Kondisi manusia seperti ini disebut nafsu al-lawwamah, yaitu jiwa yang
penuh penyesalan. Allah berfirman dalam al-Qur’an,
لا أقسم بيوم القيامة ولا أقسم بالنفس اللوامة
“Aku bersumpah dengan Hari Kiamat, dan aku bersumpah dengan jiwa
yang amat menyesali diriny sendiri” (QS al-Qiyamah, 75:1-2)
Ketiga kondisi kejiawaan tersebut akan dialami manusia
sepanang hidupnya selama dia mengalami konflik dalam kepribadiannya. Bila
manusia berhasil menyeim-bangkan kedua tunutan tersebut dan memilih jalan
taqwa, maka pribadinya termasuk kategori akhlaq mahmudah. Sedangkan bagi
manusia yang tidak berhasil menyeimbangkan keduanya dan memilih jalan fujur,
maka pribadinya termasuk kategori akhlaq madzmumah.
Pada
dasarnya akhlaq mahmudah menginduk pada beberapa karakter. Menurut Anis
Matta (2001) induk-induk akhlaq tersebut
adalah :
·
Cinta kebenaran yang melahirkan jujur, adil, komit dan amanah.
·
Kekuatan kehendak yang menurunkan sifat-sifat, seperti : optimis,
inisiatif, tegar, tegas, serius, disiplin, pengendalian diri.
·
Himmah (ambisi) yang tinggi yang melahirkan sifat-sifat seperti :
doorngan berprestasi, dinamika, ketegaran (tidak mudah menyerah), harga diri,
dan keseriusan
·
Kesabaran melahirkan sifat-sifat seperti : ketenangan, kelembutan,
konsistensi, sifat santun, pengendalian diri, dan mampu menjaga rahasia
·
Rasa kasih (rahmah) yang melahirkan sifat-sifat seperti : pemaaf,
lembut, empati, penolong, bakti kepada orangtua, musyawarah, silaturahmi,
santun kepada orang miskin
·
Naluri sosial yang melahirkan sifat-sifat seperti : bersih hati,
kemampuan kerjasama, ukhuwwah, penolong, menutup aurat sesama, dan anti
perpecahan.
·
Cinta manusia yang melahirkan sifat-sifat seperti : bersih jiwa, adil,
kerjasama, dermawan, keterlibatan emosi dan selalu berkehendak baik
·
Kedermawanan yang melahirkan sifat-sifat seperti : pemurah, itsar,
hemat, infaq, harga diri dan ukhuwwah
·
Kemurahan hati melahirkan sifat-sifat seperti : lembut, ridho, luwes,
ceria, pemaaf dan menyenangkan orang lain
Akhlaq
mahmudah ini merupakan wujud kepribadian lurus dan sehat.
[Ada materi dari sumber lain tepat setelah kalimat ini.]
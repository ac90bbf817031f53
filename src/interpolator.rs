//! Cubic spline interpolator over borrowed knots and second derivatives.
//!
//! ```rust
//! use cspline::{fit, Boundary, CubicSpline};
//!
//! let x = [0.0_f64, 2.0, 5.0, 6.0, 8.0, 10.0];
//! let y = [0.0_f64, 1.0, 3.0, 6.0, 7.0, 10.0];
//! let y2 = fit::fit(&x, &y, Boundary::Natural, Boundary::Natural).unwrap();
//!
//! let spline = CubicSpline::new(&x, &y, &y2).unwrap();
//!
//! // Observation points in any order
//! let obs = [9.0, 0.5, 5.0, 3.3];
//! let mut out = [0.0; 4];
//! spline.eval(&obs, &mut out).unwrap();
//! assert_eq!(out[2], 3.0);
//! ```
use log::trace;
use num_traits::Float;

use crate::eval::{segment, splint, weights};
use crate::SplineError;

/// A fitted cubic spline, borrowing its knots and their second derivatives.
///
/// Assumes `x` is strictly increasing. Checking this is expensive, and is
/// left to the user; a repeated knot is reported only when an observation
/// point lands in the zero-width interval it creates.
///
/// Operation Complexity
/// * O(log2(n)) for a single observation point, via bisection
/// * Amortized O(1) per point for sorted batches, via a forward-walking cursor
///
/// Memory Complexity
/// * No allocation, except in `eval_alloc`
#[derive(Clone, Copy, Debug)]
pub struct CubicSpline<'a, T: Float> {
    /// Knot locations, size n
    x: &'a [T],

    /// Knot values, size n
    y: &'a [T],

    /// Second derivative at each knot, size n
    y2: &'a [T],
}

impl<'a, T: Float> CubicSpline<'a, T> {
    /// Bundle knots with their fitted second derivatives.
    ///
    /// # Errors
    /// * If `y` or `y2` differ in length from `x`
    /// * If there are fewer than 2 knots
    pub fn new(x: &'a [T], y: &'a [T], y2: &'a [T]) -> Result<Self, SplineError> {
        let n = x.len();
        if y.len() != n || y2.len() != n {
            return Err(SplineError::LengthMismatch);
        }
        if n < 2 {
            return Err(SplineError::TooFewKnots { n });
        }
        Ok(Self { x, y, y2 })
    }

    /// Number of knots
    pub fn len(&self) -> usize {
        self.x.len()
    }

    /// Always false, since construction requires at least 2 knots
    pub fn is_empty(&self) -> bool {
        false
    }

    /// Knot locations and values
    pub fn knots(&self) -> (&'a [T], &'a [T]) {
        (self.x, self.y)
    }

    /// Second derivative of the interpolant at each knot
    pub fn second_derivatives(&self) -> &'a [T] {
        self.y2
    }

    /// Evaluate the interpolant at a single observation point.
    ///
    /// # Errors
    /// * If the bracketing interval has zero width
    #[inline]
    pub fn eval_one(&self, loc: T) -> Result<T, SplineError> {
        segment(self.x, self.y, self.y2, self.bracket(loc), loc)
    }

    /// Evaluate the interpolant at a set of observation points.
    ///
    /// Runs of non-decreasing observation points share a search cursor;
    /// the cursor is reset whenever an observation point steps backward,
    /// so the output matches [`Self::eval_one`] for any ordering.
    ///
    /// # Errors
    /// * If `locs` and `out` differ in length
    /// * If any bracketing interval has zero width
    pub fn eval(&self, locs: &[T], out: &mut [T]) -> Result<(), SplineError> {
        if locs.len() != out.len() {
            return Err(SplineError::LengthMismatch);
        }

        let mut cursor = 0;
        for i in 0..locs.len() {
            if i > 0 && locs[i] < locs[i - 1] {
                trace!("Observation point {i} steps backward; resetting search cursor");
                cursor = 0;
            }
            out[i] = splint(self.x, self.y, self.y2, locs[i], &mut cursor)?;
        }

        Ok(())
    }

    /// Evaluate the interpolant at a set of observation points, allocating
    /// for the output values for convenience.
    ///
    /// # Errors
    /// * If any bracketing interval has zero width
    #[cfg(feature = "std")]
    pub fn eval_alloc(&self, locs: &[T]) -> Result<Vec<T>, SplineError> {
        let mut out = vec![T::zero(); locs.len()];
        self.eval(locs, &mut out)?;
        Ok(out)
    }

    /// First derivative of the interpolant at an observation point.
    ///
    /// # Errors
    /// * If the bracketing interval has zero width
    pub fn derivative_one(&self, loc: T) -> Result<T, SplineError> {
        let klo = self.bracket(loc);
        let khi = klo + 1;
        let (h, a, b) = weights(self.x, klo, loc)?;

        let one = T::one();
        let three = one + one + one;
        let six = three + three;
        let secant = (self.y[khi] - self.y[klo]) / h;

        Ok(secant - (three * a * a - one) / six * h * self.y2[klo]
            + (three * b * b - one) / six * h * self.y2[khi])
    }

    /// Second derivative of the interpolant at an observation point,
    /// which is linear between knots.
    ///
    /// # Errors
    /// * If the bracketing interval has zero width
    pub fn second_derivative_one(&self, loc: T) -> Result<T, SplineError> {
        let klo = self.bracket(loc);
        let (_, a, b) = weights(self.x, klo, loc)?;
        Ok(a * self.y2[klo] + b * self.y2[klo + 1])
    }

    /// Get the lower knot of the interval containing `loc`,
    /// saturating to the end intervals outside the knots.
    #[inline]
    fn bracket(&self, loc: T) -> usize {
        // Bisection search; this returns the same interval as a forward walk from zero
        let iloc = self.x.partition_point(|v| *v < loc) as isize - 1;
        let last = self.x.len() as isize - 2;
        iloc.max(0).min(last) as usize
    }
}

#[cfg(all(test, feature = "std"))]
mod test {
    use super::*;
    use crate::fit::fit;
    use crate::testing::*;
    use crate::utils::linspace;
    use crate::Boundary;
    use approx::{assert_abs_diff_eq, assert_relative_eq};
    use rand::seq::SliceRandom;

    const X: [f64; 6] = [0.0, 2.0, 5.0, 6.0, 8.0, 10.0];
    const Y: [f64; 6] = [0.0, 1.0, 3.0, 6.0, 7.0, 10.0];

    #[test]
    fn test_natural_example() {
        let y2 = fit(&X, &Y, Boundary::Natural, Boundary::Natural).unwrap();
        let spline = CubicSpline::new(&X, &Y, &y2).unwrap();

        assert_eq!(spline.eval_one(0.0).unwrap(), 0.0);
        assert_eq!(spline.eval_one(5.0).unwrap(), 3.0);
        assert_eq!(spline.eval_one(10.0).unwrap(), 10.0);

        // Zero curvature at both ends
        assert_eq!(spline.second_derivative_one(0.0).unwrap(), 0.0);
        assert_eq!(spline.second_derivative_one(10.0).unwrap(), 0.0);
        assert_eq!(spline.len(), 6);
    }

    #[test]
    fn test_clamped_end_slopes() {
        let x = [0.0, 1.0, 5.0, 10.0];
        let y = [10.0, 10.0, 5.0, 0.0];

        for (yp1, ypn) in [(0.0, 0.0), (-1.5, 2.0), (3.0, -0.25)] {
            let y2 = fit(&x, &y, Boundary::Clamped(yp1), Boundary::Clamped(ypn)).unwrap();
            let spline = CubicSpline::new(&x, &y, &y2).unwrap();

            assert_abs_diff_eq!(spline.derivative_one(0.0).unwrap(), yp1, epsilon = 1e-12);
            assert_abs_diff_eq!(spline.derivative_one(10.0).unwrap(), ypn, epsilon = 1e-12);

            // Same thing by one-sided finite differences
            let h = 1e-6;
            let fd_lo = (spline.eval_one(h).unwrap() - spline.eval_one(0.0).unwrap()) / h;
            let fd_hi = (spline.eval_one(10.0).unwrap() - spline.eval_one(10.0 - h).unwrap()) / h;
            assert_abs_diff_eq!(fd_lo, yp1, epsilon = 1e-4);
            assert_abs_diff_eq!(fd_hi, ypn, epsilon = 1e-4);
        }
    }

    /// Value, slope, and curvature match from both sides of each interior knot
    #[test]
    fn test_continuity_at_interior_knots() {
        let mut rng = rng_fixed_seed();
        let x = rand_knots(&mut rng, 12);
        let y = randn::<f64>(&mut rng, 12);
        let y2 = fit(&x, &y, Boundary::Natural, Boundary::Clamped(-1.0)).unwrap();
        let spline = CubicSpline::new(&x, &y, &y2).unwrap();

        for i in 1..x.len() - 1 {
            // Evaluate both neighboring cubics exactly at the shared knot
            let (left, right) = (i - 1, i);
            let v_left = segment(&x, &y, &y2, left, x[i]).unwrap();
            let v_right = segment(&x, &y, &y2, right, x[i]).unwrap();
            assert_abs_diff_eq!(v_left, y[i], epsilon = 1e-12);
            assert_abs_diff_eq!(v_right, y[i], epsilon = 1e-12);

            // One-sided finite differences differ only by the curvature term
            let h = 1e-6;
            let v = spline.eval_one(x[i]).unwrap();
            let slope_left = (v - spline.eval_one(x[i] - h).unwrap()) / h;
            let slope_right = (spline.eval_one(x[i] + h).unwrap() - v) / h;
            assert_abs_diff_eq!(slope_right - slope_left, h * y2[i], epsilon = 1e-6);

            let curv_left = spline.second_derivative_one(x[i] - 1e-9).unwrap();
            let curv_right = spline.second_derivative_one(x[i] + 1e-9).unwrap();
            assert_abs_diff_eq!(curv_left, curv_right, epsilon = 1e-6);
        }
    }

    /// Batch evaluation with shuffled observation points matches single-point evaluation
    #[test]
    fn test_eval_any_order() {
        let mut rng = rng_fixed_seed();
        let y2 = fit(&X, &Y, Boundary::Clamped(1.0), Boundary::Natural).unwrap();
        let spline = CubicSpline::new(&X, &Y, &y2).unwrap();

        let mut obs = linspace(-2.0, 12.0, 57);
        obs.shuffle(&mut rng);
        let out = spline.eval_alloc(&obs).unwrap();

        for (loc, v) in obs.iter().zip(out.iter()) {
            assert_eq!(*v, spline.eval_one(*loc).unwrap());
        }
    }

    /// Sorted batch evaluation matches a manual cursor sweep
    #[test]
    fn test_eval_sorted_matches_splint() {
        let y2 = fit(&X, &Y, Boundary::Natural, Boundary::Natural).unwrap();
        let spline = CubicSpline::new(&X, &Y, &y2).unwrap();

        let obs = linspace(0.0, 10.0, 101);
        let mut out = vec![0.0; obs.len()];
        spline.eval(&obs, &mut out).unwrap();

        let mut cursor = 0;
        for i in 0..obs.len() {
            assert_eq!(out[i], splint(&X, &Y, &y2, obs[i], &mut cursor).unwrap());
        }
    }

    #[test]
    fn test_derivative_of_reproduced_cubic() {
        let f = |x: f64| 0.5 * x.powi(3) - x;
        let df = |x: f64| 1.5 * x * x - 1.0;

        let x = linspace(-2.0, 2.0, 7);
        let y: Vec<f64> = x.iter().map(|&v| f(v)).collect();
        let y2 = fit(&x, &y, Boundary::Clamped(df(-2.0)), Boundary::Clamped(df(2.0))).unwrap();
        let spline = CubicSpline::new(&x, &y, &y2).unwrap();

        for loc in linspace(-1.9, 1.9, 23) {
            assert_relative_eq!(
                spline.eval_one(loc).unwrap(),
                f(loc),
                epsilon = 1e-10,
                max_relative = 1e-10
            );
            assert_relative_eq!(
                spline.derivative_one(loc).unwrap(),
                df(loc),
                epsilon = 1e-10,
                max_relative = 1e-10
            );
        }
    }

    #[test]
    fn test_errors() {
        let y2 = [0.0; 6];
        assert_eq!(
            CubicSpline::new(&X, &Y, &y2[..5]).unwrap_err(),
            SplineError::LengthMismatch
        );
        assert_eq!(
            CubicSpline::new(&X[..1], &Y[..1], &y2[..1]).unwrap_err(),
            SplineError::TooFewKnots { n: 1 }
        );

        let spline = CubicSpline::new(&X, &Y, &y2).unwrap();
        let mut out = [0.0; 2];
        assert_eq!(spline.eval(&[1.0], &mut out), Err(SplineError::LengthMismatch));

        // Repeated knot
        let x = [0.0, 0.0, 1.0];
        let spline = CubicSpline::new(&x, &Y[..3], &y2[..3]).unwrap();
        let err = SplineError::DuplicateAbscissa { index: 0 };
        assert_eq!(spline.eval_one(0.0), Err(err));
        assert_eq!(spline.derivative_one(-1.0), Err(err));
        assert_eq!(spline.eval_one(0.5), Ok(2.0));
        // The backward step resets the cursor into the zero-width interval
        assert_eq!(spline.eval_alloc(&[0.5, -1.0]), Err(err));
    }
}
Meskipun secara
harfiah para ahli bersepakat bahwa tidak ada kepribadian yang sehat. Karena
akan selalu ada sisi yang sakit dalam diri manusia. Namun, al-Qur’an banyak
menye-butkan ciri-ciri kepribadian yang sehat yang merupakan kepribadian yang
terintegrasi, bahagia dan mampu membahagiakan orang lain. Kepribadian ini
tercermin dalam sosok pribadi agung yaitu Muhammad Rasulullah e. Allah berfirman,
و إنك لعلى خلق عظيم
“Dan sesungguhnya engkaulah yang memiliki akhlaq yang mulia…”
(QS al-Qalam, 68:4)
Sedangkan akhlaq madzmumah merupakan penyakit bagi akhlaq
seorang muslim. Menurut Ibnul Qoyyim (Anis Matta, 2001) akar penyakit itu ada
dua, yaitu :
·
Penyakit Syubhat; menimpa
wilayah akal manusia, sehingga kebenaran menjadi samar dan bercampur dengan
kebatilan. Sehingga hilang kemampuan dasar untuk memahami dan memilih. Penyakit
ini bermula dari kedangkalan ilmu yang dimiliki yang bersumber dari lemahnya
akal seseorang.
·
Penyakit Syahwat; menimpa
wilayah hati dan instink manusia. Sehingga dorongan kejahatan mampu mengalahkan
dorongan kebaikan. Maka hilanglah kemampuan mengendalikan diri dan kemampuan
bertekad dengan kuat. Penyakit ini bermula dari lemahnya kemauan yang didasari
kelemahan jiwa seseorang.
Munculnya penyakit ini menutupi akal dan hati manusia
sehingga dia tidak mampu melihat kebenaran, tidak mampu memilih dengan benar.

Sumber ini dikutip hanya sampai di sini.